The PayPal media account fell into Publicis Groupe’s lap last month, adding fuel to the narrative of Publicis swiping away marquee GroupM clients.
But that was GroupM. Now it’s WPP Media. And we’re at the start of a whole new ballgame.
This time around, the loser of agency musical chairs is Dentsu’s Carat, which had the Mastercard account for the past 10 years or so.
The IPG-owned McCann agency will remain Mastercard’s creative agency, but the rest of the marketing and business analytics services default to WPP.
A Mastercard spokesperson says that “[WPP’s] connected approach across paid media, social engagement, and business enablement” will increase its impact across the entire marketing ecosystem.
Virtual Influence
Marketers might finally be boarding the VTuber train, Digiday reports.
For the uninitiated, VTubers operate under the guise of a virtual avatar, which is usually synced to the creator’s movements using face- or hand-tracking technology. Like many creators on Twitch and YouTube, they appeal predominantly to younger, digital-native audiences.
VTubers are also among the most popular personalities on both platforms; Ironmouse, a now-independent VTuber (more on that in a sec), was briefly the most-subscribed Twitch streamer of all time in the fall of 2024.
Although VTubers have collaborated with huge restaurant chains like McDonald’s and Kura Sushi in Japan, they’re still considered outside the mainstream in North America. However, they can be a natural fit for brands aligned with gaming, anime and digital-focused aesthetics.
But there are logistical implications. Obviously, a VTuber can’t make in-person appearances without some technical help. Many are also managed by VTuber-specific talent agencies, which causes issues if that agency falls apart in spectacular fashion like North American venture VShojo recently did.

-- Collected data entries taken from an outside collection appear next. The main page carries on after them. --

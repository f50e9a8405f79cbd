//! Line charts rendered through gnuplot.
//!
//! A [`ChartContext`] owns the drawing surface. A chart is opened with
//! [`ChartContext::begin`], filled with [`ChartContext::plot`] and closed with
//! [`ChartContext::finish`], which always leaves the context empty so one
//! chart can never bleed into the next.

use std::{
    ffi::OsString,
    fmt::Write as _,
    path::{Path, PathBuf},
    process::{ExitStatus, Stdio},
};

use serde::{Deserialize, Serialize};
use thiserror::Error;
use tokio::{fs::create_dir_all, io::AsyncWriteExt, process::Command};
use tracing::debug;

pub const Y_LABEL: &str = "Execution Time";

#[derive(Debug, Error)]
pub enum ChartError {
    #[error("chart {0:?} is still open")]
    AlreadyOpen(String),
    #[error("no chart is open")]
    NotOpen,
    #[error("chart {0:?} has no data")]
    NoData(String),
    #[error("could not launch {program}: {source}")]
    Launch {
        program: String,
        #[source]
        source: std::io::Error,
    },
    #[error("{program} exited with {status}: {stderr}")]
    Render {
        program: String,
        status: ExitStatus,
        stderr: String,
    },
    #[error(transparent)]
    Io(#[from] std::io::Error),
}

/// What the swept parameter measures, which decides the x axis label
#[derive(Debug, Default, Clone, Copy, PartialEq, Eq, Serialize, Deserialize)]
#[serde(rename_all = "snake_case")]
pub enum ParamAxis {
    #[default]
    Threads,
    ProblemSize,
}

impl ParamAxis {
    pub fn label(&self) -> &'static str {
        match self {
            ParamAxis::Threads => "Number of threads",
            ParamAxis::ProblemSize => "Problem size N",
        }
    }
}

#[derive(Debug, Default, Clone, Copy, PartialEq, Eq, Serialize, Deserialize)]
#[serde(rename_all = "snake_case")]
pub enum Renderer {
    /// Pipe the script into gnuplot and write the image
    #[default]
    Gnuplot,
    /// Only write the gnuplot script next to where the image would go
    Script,
}

#[derive(Debug, Clone, PartialEq, Eq, Serialize, Deserialize)]
#[serde(default, deny_unknown_fields)]
pub struct ChartSettings {
    pub renderer: Renderer,
    pub program: String,
    pub terminal: String,
    pub extension: String,
    pub size: (u32, u32),
}

impl Default for ChartSettings {
    fn default() -> Self {
        Self {
            renderer: Renderer::Gnuplot,
            program: "gnuplot".to_owned(),
            terminal: "pngcairo".to_owned(),
            extension: "png".to_owned(),
            size: (640, 480),
        }
    }
}

#[derive(Debug, Clone, PartialEq)]
pub struct ChartSeries {
    pub label: String,
    pub color: String,
    pub points: Vec<(f64, f64)>,
}

#[derive(Debug, Clone, PartialEq)]
pub struct Chart {
    pub title: String,
    pub x_label: String,
    pub y_label: String,
    pub series: Vec<ChartSeries>,
}

impl Chart {
    pub fn new(title: impl Into<String>, axis: ParamAxis) -> Self {
        Self {
            title: title.into(),
            x_label: axis.label().to_owned(),
            y_label: Y_LABEL.to_owned(),
            series: Vec::new(),
        }
    }

    fn has_data(&self) -> bool {
        self.series.iter().any(|s| !s.points.is_empty())
    }

    /// The gnuplot program drawing this chart into `output`, inline data included
    pub fn script(&self, settings: &ChartSettings, output: &Path) -> String {
        let mut s = String::new();
        let (width, height) = settings.size;
        _ = writeln!(s, "set terminal {} size {width},{height}", settings.terminal);
        _ = writeln!(s, "set output {}", quote(&output.display().to_string()));
        _ = writeln!(s, "set title {}", quote(&self.title));
        _ = writeln!(s, "set xlabel {}", quote(&self.x_label));
        _ = writeln!(s, "set ylabel {}", quote(&self.y_label));
        s.push_str("set key top left\nset grid\n");

        let lines = self
            .series
            .iter()
            .filter(|series| !series.points.is_empty())
            .collect::<Vec<_>>();
        let plots = lines
            .iter()
            .map(|series| {
                format!(
                    "'-' using 1:2 with lines linecolor rgb {} title {}",
                    quote(&series.color),
                    quote(&series.label)
                )
            })
            .collect::<Vec<_>>();
        _ = writeln!(s, "plot {}", plots.join(", "));

        for series in lines {
            for (x, y) in &series.points {
                if x.is_finite() && y.is_finite() {
                    _ = writeln!(s, "{x} {y}");
                }
            }
            s.push_str("e\n");
        }
        s
    }
}

/// gnuplot single-quoted string, where a quote is escaped by doubling it
fn quote(text: &str) -> String {
    format!("'{}'", text.replace('\'', "''"))
}

/// Owned drawing surface: at most one chart is open at a time
#[derive(Debug)]
pub struct ChartContext {
    settings: ChartSettings,
    open: Option<Chart>,
}

impl ChartContext {
    pub fn new(settings: ChartSettings) -> Self {
        Self {
            settings,
            open: None,
        }
    }

    pub fn is_open(&self) -> bool {
        self.open.is_some()
    }

    pub fn current(&self) -> Option<&Chart> {
        self.open.as_ref()
    }

    pub fn begin(&mut self, title: impl Into<String>, axis: ParamAxis) -> Result<(), ChartError> {
        if let Some(chart) = &self.open {
            return Err(ChartError::AlreadyOpen(chart.title.clone()));
        }
        self.open = Some(Chart::new(title, axis));
        Ok(())
    }

    pub fn plot(&mut self, series: ChartSeries) -> Result<(), ChartError> {
        self.open
            .as_mut()
            .ok_or(ChartError::NotOpen)?
            .series
            .push(series);
        Ok(())
    }

    /// Drops the open chart without drawing it
    pub fn reset(&mut self) {
        if let Some(chart) = self.open.take() {
            debug!("Discarding chart {}", chart.title);
        }
    }

    /// Renders the open chart to `<stem>.<extension>` and clears the surface.
    ///
    /// Returns the written file: the image for [`Renderer::Gnuplot`], the
    /// script for [`Renderer::Script`].
    pub async fn finish(&mut self, stem: &Path) -> Result<PathBuf, ChartError> {
        let chart = self.open.take().ok_or(ChartError::NotOpen)?;
        if !chart.has_data() {
            return Err(ChartError::NoData(chart.title));
        }

        let image = with_extension(stem, &self.settings.extension);
        if let Some(parent) = image.parent()
            && !parent.as_os_str().is_empty()
        {
            create_dir_all(parent).await?;
        }
        let script = chart.script(&self.settings, &image);

        match self.settings.renderer {
            Renderer::Gnuplot => {
                render_gnuplot(&self.settings.program, &script).await?;
                Ok(image)
            }
            Renderer::Script => {
                let path = with_extension(stem, "gp");
                tokio::fs::write(&path, script).await?;
                Ok(path)
            }
        }
    }
}

/// Appends an extension without touching dots already in the file name
fn with_extension(stem: &Path, extension: &str) -> PathBuf {
    let mut name = OsString::from(stem.as_os_str());
    name.push(".");
    name.push(extension);
    PathBuf::from(name)
}

async fn render_gnuplot(program: &str, script: &str) -> Result<(), ChartError> {
    let mut gnuplot = Command::new(program)
        .stdin(Stdio::piped())
        .stdout(Stdio::null())
        .stderr(Stdio::piped())
        .spawn()
        .map_err(|source| ChartError::Launch {
            program: program.to_owned(),
            source,
        })?;

    if let Some(mut stdin) = gnuplot.stdin.take() {
        stdin.write_all(script.as_bytes()).await?;
        stdin.shutdown().await?;
    }
    let output = gnuplot.wait_with_output().await?;
    if !output.status.success() {
        return Err(ChartError::Render {
            program: program.to_owned(),
            status: output.status,
            stderr: String::from_utf8_lossy(&output.stderr).trim().to_owned(),
        });
    }
    Ok(())
}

Brands might instead take an alternative approach and create their own VTubers, as some like Suntory, Crunchyroll and Sega have done. (It’s only a matter of time before KFC’s Colonel Sanders starts streaming, too, right?)
But Wait! There’s More!
Is your favorite social media sitcom actually a marketing campaign? [WSJ]
The US is using tariff-related trade negotiations to push the EU to loosen restrictions on Big Tech platforms included in its Digital Services Act. [FT]
MSNBC changes its name to MS Now in advance of its move to publicly traded NBCU spinoff brand Versant. [The Hollywood Reporter]
Only 5% of generative AI pilots at enterprise companies are actually delivering a measurable impact, says a new MIT study. [Fortune]
Rather than taking internal jobs, AI is mostly replacing outsourced contractors … for now. [Axios]
You’re Hired!
Aditude hires Anthony Gonsalves from JWP Connatix as its first CRO. [release]
PMG appoints Matt Dailey as head of analytics and measurement. [Campaign]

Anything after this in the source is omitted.